LASAGNA STUFFED PORTOBELLO MUSHROOMS

Nov 30, 2018

Move over noodles! This low carb spin on lasagna is super delish and it's what is happening for dinner tonight at our house! You know me- when I find something awesome, I share it with others! 

 

INGREDIENTS

  • 4 large portobello mushrooms
  • 4 links of Italian sausage (or about 12 oz  grass fed beef or  ground turkey)
  • 1 cup whole milk ricotta cheese
  • 1 cup sugar free marinara sauce
  • 1 cup whole milk mozzarella cheese, shredded
  • chopped parsley to garnish if desired

INSTRUCTIONS

  1. Brush the mushrooms with a dry paper towel to clean off any dirt or compost. Remove stems if present and use a spoon to scrape out the brown ribs.
  2. Remove the sausage from the casing and press into four patties.

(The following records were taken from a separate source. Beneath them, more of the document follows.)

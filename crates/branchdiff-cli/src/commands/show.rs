use std::io::Write;

use branchdiff_core::{FileChange, FileStatus, RefResolution};

use super::{fail, normalize_repo_path, Context};

pub struct ShowOptions {
    pub branch: String,
    pub path: String,
}

/// Left-hand side of a comparison for one path.
pub struct BaseSide {
    pub resolution: RefResolution,
    /// The path as it is in the working tree.
    pub change: FileChange,
    pub content: String,
}

/// Resolves `branch` and reads `path` at the merge-base. Paths listed in the
/// change set follow renames; any other path is read as-is.
pub async fn load_base_side(ctx: &Context, branch: &str, path: &str) -> BaseSide {
    let path = normalize_repo_path(path);
    let comparison = match ctx.bridge.compare(&ctx.cwd, branch).await {
        Ok(comparison) => comparison,
        Err(e) => fail(e),
    };

    let change = comparison
        .changes
        .iter()
        .find(|c| c.path == path)
        .cloned()
        .unwrap_or_else(|| FileChange::new(FileStatus::Modified, path));

    let content = ctx
        .bridge
        .base_content(&comparison.resolution, &change)
        .await
        .unwrap_or_else(|e| fail(e));

    BaseSide {
        resolution: comparison.resolution,
        change,
        content,
    }
}

pub async fn show_command(ctx: &Context, opts: ShowOptions) {
    let base = load_base_side(ctx, &opts.branch, &opts.path).await;
    let mut stdout = std::io::stdout().lock();
    let written = stdout
        .write_all(base.content.as_bytes())
        .and_then(|_| stdout.flush());
    if let Err(e) = written {
        fail(e);
    }
}
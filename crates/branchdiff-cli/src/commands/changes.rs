use crate::formatters::json::format_comparison_json;
use crate::formatters::terminal::format_comparison;
use crate::formatters::OutputFormat;

use super::{fail, Context};

pub struct ChangesOptions {
    pub branch: Option<String>,
    pub format: OutputFormat,
}

pub async fn changes_command(ctx: &Context, opts: ChangesOptions) {
    let target = ctx.target_or_default(opts.branch).await;

    let comparison = match ctx.bridge.compare(&ctx.cwd, &target).await {
        Ok(comparison) => comparison,
        Err(e) => fail(e),
    };

    match opts.format {
        OutputFormat::Json => println!("{}", format_comparison_json(&comparison)),
        OutputFormat::Terminal => println!("{}", format_comparison(&comparison)),
    }
}
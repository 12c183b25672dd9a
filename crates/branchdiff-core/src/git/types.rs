use std::path::{Path, PathBuf};

use serde::Serialize;

#[derive(Debug, Clone, Copy, PartialEq, Eq, Serialize)]
#[serde(rename_all = "lowercase")]
pub enum FileStatus {
    Added,
    Modified,
    Deleted,
    Renamed,
    Copied,
    TypeChanged,
    Unmerged,
}

impl FileStatus {
    /// Maps the leading letter of a name-status code.
    pub fn from_code(code: char) -> Option<Self> {
        match code {
            'A' => Some(FileStatus::Added),
            'M' => Some(FileStatus::Modified),
            'D' => Some(FileStatus::Deleted),
            'R' => Some(FileStatus::Renamed),
            'C' => Some(FileStatus::Copied),
            'T' => Some(FileStatus::TypeChanged),
            'U' => Some(FileStatus::Unmerged),
            _ => None,
        }
    }

    pub fn code(self) -> char {
        match self {
            FileStatus::Added => 'A',
            FileStatus::Modified => 'M',
            FileStatus::Deleted => 'D',
            FileStatus::Renamed => 'R',
            FileStatus::Copied => 'C',
            FileStatus::TypeChanged => 'T',
            FileStatus::Unmerged => 'U',
        }
    }

    /// Renames and copies name a source path in addition to the current one.
    pub fn carries_original_path(self) -> bool {
        matches!(self, FileStatus::Renamed | FileStatus::Copied)
    }
}

impl std::fmt::Display for FileStatus {
    fn fmt(&self, f: &mut std::fmt::Formatter<'_>) -> std::fmt::Result {
        match self {
            FileStatus::Added => write!(f, "added"),
            FileStatus::Modified => write!(f, "modified"),
            FileStatus::Deleted => write!(f, "deleted"),
            FileStatus::Renamed => write!(f, "renamed"),
            FileStatus::Copied => write!(f, "copied"),
            FileStatus::TypeChanged => write!(f, "typechanged"),
            FileStatus::Unmerged => write!(f, "unmerged"),
        }
    }
}

/// One differing path, repository-root-relative and `/`-separated as git
/// prints it. `original_path` is set exactly for renames and copies.
#[derive(Debug, Clone, PartialEq, Eq, Serialize)]
#[serde(rename_all = "camelCase")]
pub struct FileChange {
    pub status: FileStatus,
    pub path: String,
    #[serde(skip_serializing_if = "Option::is_none")]
    pub original_path: Option<String>,
}

impl FileChange {
    pub fn new(status: FileStatus, path: impl Into<String>) -> Self {
        Self {
            status,
            path: path.into(),
            original_path: None,
        }
    }

    pub fn moved(status: FileStatus, from: impl Into<String>, to: impl Into<String>) -> Self {
        Self {
            status,
            path: to.into(),
            original_path: Some(from.into()),
        }
    }

    /// Host path of the file under `root`. Recomputed on each call since the
    /// root is resolved per operation.
    pub fn absolute_path(&self, root: &Path) -> PathBuf {
        let mut full = root.to_path_buf();
        full.extend(self.path.split('/').filter(|s| !s.is_empty()));
        full
    }

    pub fn file_name(&self) -> &str {
        self.path.rsplit('/').next().unwrap_or(&self.path)
    }

    /// Directory part of `path`, empty for files at the repository root.
    pub fn parent_dir(&self) -> &str {
        self.path.rsplit_once('/').map_or("", |(dir, _)| dir)
    }

    /// Path to read on the base side of the comparison.
    pub fn base_path(&self) -> &str {
        self.original_path.as_deref().unwrap_or(&self.path)
    }
}

#[derive(Debug, Clone, PartialEq, Eq, Serialize)]
#[serde(rename_all = "camelCase")]
pub struct RefResolution {
    pub repo_root: PathBuf,
    /// The ref the user picked.
    pub target: String,
    /// Merge-base commit of `target` and HEAD.
    pub diff_ref: String,
}

/// Raw enumerator output before any default-branch policy is applied.
#[derive(Debug, Clone, PartialEq, Eq, Serialize)]
#[serde(rename_all = "camelCase")]
pub struct BranchListing {
    pub current: Option<String>,
    pub all: Vec<String>,
}

#[derive(Debug, Clone, PartialEq, Eq, Serialize)]
#[serde(rename_all = "camelCase")]
pub struct BranchSet {
    /// Presentation order: default first, then lexicographic.
    pub branches: Vec<String>,
    pub current: Option<String>,
    pub default_branch: Option<String>,
}

#[derive(Debug, Clone, PartialEq, Eq, Serialize)]
#[serde(rename_all = "camelCase")]
pub struct Comparison {
    pub resolution: RefResolution,
    pub changes: Vec<FileChange>,
}
use branchdiff_core::{BranchSet, Comparison, FileStatus};
use colored::Colorize;

use super::StatusCounts;

pub fn format_branches(set: &BranchSet) -> String {
    if set.branches.is_empty() {
        return "No branches found.".dimmed().to_string();
    }

    let mut lines: Vec<String> = Vec::new();
    for name in &set.branches {
        let marker = if set.current.as_deref() == Some(name.as_str()) {
            "*".green().to_string()
        } else {
            " ".to_string()
        };
        let mut line = format!("{marker} {name}");
        if set.default_branch.as_deref() == Some(name.as_str()) {
            line = format!("{line} {}", "[default]".cyan());
        }
        lines.push(line);
    }

    if set.current.is_none() {
        lines.push(String::new());
        lines.push("HEAD is detached.".dimmed().to_string());
    }

    lines.join("\n")
}

pub fn format_comparison(comparison: &Comparison) -> String {
    let resolution = &comparison.resolution;
    let short_ref = &resolution.diff_ref[..7.min(resolution.diff_ref.len())];

    let header = format!("─ {} @ {short_ref} ", resolution.target);
    let pad_len = 55usize.saturating_sub(header.chars().count());
    let mut lines: Vec<String> = vec![
        format!("┌{header}{}", "─".repeat(pad_len)).dimmed().to_string(),
        "│".dimmed().to_string(),
    ];

    if comparison.changes.is_empty() {
        lines.push(format!(
            "{}  {}",
            "│".dimmed(),
            "No changes since merge-base.".dimmed()
        ));
    }

    for change in &comparison.changes {
        let tag = match change.status {
            FileStatus::Added => format!("{:<12}", "[added]").green(),
            FileStatus::Modified => format!("{:<12}", "[modified]").yellow(),
            FileStatus::Deleted => format!("{:<12}", "[deleted]").red(),
            FileStatus::Renamed => format!("{:<12}", "[renamed]").cyan(),
            FileStatus::Copied => format!("{:<12}", "[copied]").blue(),
            FileStatus::TypeChanged => format!("{:<12}", "[type]").magenta(),
            FileStatus::Unmerged => format!("{:<12}", "[unmerged]").red().bold(),
        };

        lines.push(format!("{}  {} {}", "│".dimmed(), tag, change.path.bold()));

        if let Some(ref original) = change.original_path {
            lines.push(format!(
                "{}    {}",
                "│".dimmed(),
                format!("from {original}").dimmed(),
            ));
        }
    }

    lines.push("│".dimmed().to_string());
    lines.push(format!("└{}", "─".repeat(55)).dimmed().to_string());

    let counts = StatusCounts::tally(&comparison.changes);
    if counts.total > 0 {
        let files_label = if counts.total == 1 { "file" } else { "files" };
        lines.push(format!(
            "Summary: {} across {} {files_label}",
            summary_parts(&counts).join(", "),
            counts.total,
        ));
    }

    lines.join("\n")
}

fn summary_parts(counts: &StatusCounts) -> Vec<String> {
    let mut parts: Vec<String> = Vec::new();
    if counts.added > 0 {
        parts.push(format!("{} added", counts.added).green().to_string());
    }
    if counts.modified > 0 {
        parts.push(format!("{} modified", counts.modified).yellow().to_string());
    }
    if counts.deleted > 0 {
        parts.push(format!("{} deleted", counts.deleted).red().to_string());
    }
    if counts.renamed > 0 {
        parts.push(format!("{} renamed", counts.renamed).cyan().to_string());
    }
    if counts.copied > 0 {
        parts.push(format!("{} copied", counts.copied).blue().to_string());
    }
    if counts.other > 0 {
        parts.push(format!("{} other", counts.other).magenta().to_string());
    }
    parts
}
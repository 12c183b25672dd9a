use std::path::Path;
use std::sync::OnceLock;

use regex::Regex;

use super::error::GitError;
use super::refs::validate_ref;
use super::runner::CommandRunner;
use super::types::{FileChange, FileStatus};

fn status_code_re() -> &'static Regex {
    static RE: OnceLock<Regex> = OnceLock::new();
    RE.get_or_init(|| Regex::new(r"^([AMDRCTU])([0-9]{0,3})$").expect("valid status regex"))
}

/// Tracked files that differ between the working tree and `diff_ref`, in
/// git's output order. No changes is `Ok(vec![])`, not an error.
pub async fn get_changed_files<R: CommandRunner>(
    runner: &R,
    repo_root: &Path,
    diff_ref: &str,
) -> Result<Vec<FileChange>, GitError> {
    validate_ref(diff_ref)?;
    let out = runner
        .run(
            repo_root,
            &[
                "-c",
                "core.quotePath=false",
                "diff",
                "--name-status",
                "-M",
                diff_ref,
                "--",
            ],
        )
        .await?;
    parse_name_status(&out)
}

/// Parses `git diff --name-status` output. Any malformed line fails the whole
/// parse so a change set is either complete or an error.
pub fn parse_name_status(output: &str) -> Result<Vec<FileChange>, GitError> {
    output
        .lines()
        .filter(|line| !line.is_empty())
        .map(parse_line)
        .collect()
}

fn parse_line(line: &str) -> Result<FileChange, GitError> {
    let malformed = || GitError::Parse {
        raw_line: line.to_string(),
    };

    let fields: Vec<&str> = line.split('\t').collect();
    let code = status_code_re()
        .captures(fields[0])
        .and_then(|caps| caps[1].chars().next())
        .ok_or_else(malformed)?;
    // the trailing digits are a similarity score; only the letter matters
    let status = FileStatus::from_code(code).ok_or_else(malformed)?;

    let expected = if status.carries_original_path() { 3 } else { 2 };
    if fields.len() != expected {
        return Err(malformed());
    }

    let paths = fields[1..]
        .iter()
        .map(|raw| match unquote_path(raw) {
            Some(path) if !path.is_empty() => Ok(path),
            _ => Err(malformed()),
        })
        .collect::<Result<Vec<String>, GitError>>()?;

    Ok(match paths.as_slice() {
        [from, to] => FileChange::moved(status, from.clone(), to.clone()),
        [path] => FileChange::new(status, path.clone()),
        _ => return Err(malformed()),
    })
}

/// Undoes git's C-style quoting (`"a\tb"`, `"caf\303\251"`). Unquoted paths
/// are returned as-is; `None` means a broken escape.
fn unquote_path(raw: &str) -> Option<String> {
    let inner = match raw.strip_prefix('"').and_then(|s| s.strip_suffix('"')) {
        Some(inner) if raw.len() >= 2 => inner,
        _ => return Some(raw.to_string()),
    };

    let mut bytes = Vec::with_capacity(inner.len());
    let mut iter = inner.bytes();
    while let Some(b) = iter.next() {
        if b != b'\\' {
            bytes.push(b);
            continue;
        }
        let escaped = match iter.next()? {
            b'\\' => b'\\',
            b'"' => b'"',
            b't' => b'\t',
            b'n' => b'\n',
            b'r' => b'\r',
            b'a' => 0x07,
            b'b' => 0x08,
            b'f' => 0x0c,
            b'v' => 0x0b,
            d @ b'0'..=b'3' => {
                let mut value = u32::from(d - b'0');
                for _ in 0..2 {
                    let next = iter.next()?;
                    if !(b'0'..=b'7').contains(&next) {
                        return None;
                    }
                    value = value * 8 + u32::from(next - b'0');
                }
                u8::try_from(value).ok()?
            }
            _ => return None,
        };
        bytes.push(escaped);
    }
    String::from_utf8(bytes).ok()
}

#[cfg(test)]
mod tests {
    use super::*;
    use crate::git::runner::fake::FakeRunner;

    const DIFF_ARGS: [&str; 7] = [
        "-c",
        "core.quotePath=false",
        "diff",
        "--name-status",
        "-M",
        "abc123",
        "--",
    ];

    #[test]
    fn test_modified_line() {
        let changes = parse_name_status("M\tfoo/bar.txt").unwrap();
        assert_eq!(changes, vec![FileChange::new(FileStatus::Modified, "foo/bar.txt")]);
        assert_eq!(changes[0].original_path, None);
    }

    #[test]
    fn test_rename_line_with_similarity() {
        let changes = parse_name_status("R100\told/a.txt\tnew/a.txt").unwrap();
        assert_eq!(
            changes,
            vec![FileChange::moved(FileStatus::Renamed, "old/a.txt", "new/a.txt")]
        );
    }

    #[test]
    fn test_copy_line() {
        let changes = parse_name_status("C075\tsrc/a.rs\tsrc/b.rs\n").unwrap();
        assert_eq!(changes[0].status, FileStatus::Copied);
        assert_eq!(changes[0].path, "src/b.rs");
        assert_eq!(changes[0].original_path.as_deref(), Some("src/a.rs"));
    }

    #[test]
    fn test_keeps_input_order() {
        let changes = parse_name_status("A\tnew.txt\nD\told.txt\nM\tkept.txt\n").unwrap();
        let statuses: Vec<FileStatus> = changes.iter().map(|c| c.status).collect();
        assert_eq!(
            statuses,
            vec![FileStatus::Added, FileStatus::Deleted, FileStatus::Modified]
        );
        let paths: Vec<&str> = changes.iter().map(|c| c.path.as_str()).collect();
        assert_eq!(paths, vec!["new.txt", "old.txt", "kept.txt"]);
    }

    #[test]
    fn test_every_status_letter() {
        let output = "A\ta\nM\tb\nD\tc\nR090\td\te\nC100\tf\tg\nT\th\nU\ti\n";
        let changes = parse_name_status(output).unwrap();
        assert_eq!(changes.len(), 7);
        for change in &changes {
            assert_eq!(
                change.original_path.is_some(),
                change.status.carries_original_path()
            );
        }
    }

    #[test]
    fn test_empty_output_is_no_changes() {
        assert!(parse_name_status("").unwrap().is_empty());
        assert!(parse_name_status("\n").unwrap().is_empty());
    }

    #[test]
    fn test_malformed_lines_fail_with_raw_line() {
        for bad in [
            "M",
            "M\ta\tb",
            "R100\tonly-one",
            "X\tunknown.txt",
            "Mx\tfoo",
            "M1234\tfoo",
            "M\t",
            "R\t\tnew",
        ] {
            match parse_name_status(&format!("A\tfine.txt\n{bad}\n")) {
                Err(GitError::Parse { raw_line }) => assert_eq!(raw_line, bad),
                other => panic!("{bad:?} should fail, got {other:?}"),
            }
        }
    }

    #[test]
    fn test_quoted_paths_are_unquoted() {
        let changes =
            parse_name_status("M\t\"tab\\there.txt\"\nA\t\"caf\\303\\251.md\"\n").unwrap();
        assert_eq!(changes[0].path, "tab\there.txt");
        assert_eq!(changes[1].path, "café.md");
    }

    #[test]
    fn test_plain_path_with_spaces_and_quote_chars() {
        let changes = parse_name_status("M\tdocs/my file.txt\nA\t\"\n").unwrap();
        assert_eq!(changes[0].path, "docs/my file.txt");
        assert_eq!(changes[1].path, "\"");
    }

    #[test]
    fn test_broken_escape_is_parse_error() {
        assert!(matches!(
            parse_name_status("M\t\"bad\\q\""),
            Err(GitError::Parse { .. })
        ));
        assert!(matches!(
            parse_name_status("M\t\"trailing\\\""),
            Err(GitError::Parse { .. })
        ));
    }

    #[tokio::test]
    async fn test_changed_files_runs_name_status_in_root() {
        let runner = FakeRunner::new().ok(&DIFF_ARGS, "M\tsrc/lib.rs\nR100\ta\tb\n");
        let changes = get_changed_files(&runner, Path::new("/repo"), "abc123")
            .await
            .unwrap();
        assert_eq!(changes.len(), 2);
        assert_eq!(runner.calls()[0].0, "/repo");
    }

    #[tokio::test]
    async fn test_changed_files_propagates_command_error() {
        let runner = FakeRunner::new().fail(&DIFF_ARGS, 128, "fatal: bad object abc123");
        let err = get_changed_files(&runner, Path::new("/repo"), "abc123")
            .await
            .unwrap_err();
        assert_eq!(err.exit_code(), Some(128));
    }
}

Press one patty into each mushroom cap, going all the way to the edges and up the sides.
  3. Spoon 1/4 cup ricotta into each mushroom cap and press to the edges, leaving a dent in the center for the sauce.
  4. Spoon 1/4 cup marinara into each mushroom on top of the ricotta layer.
  5. Sprinkle 1/4 cup shredded mozzarella cheese on top of each mushroom.
  6. Bake in a preheated 375 degree (F) oven for 40 minutes.
  7. Garnish with parsley and serve hot.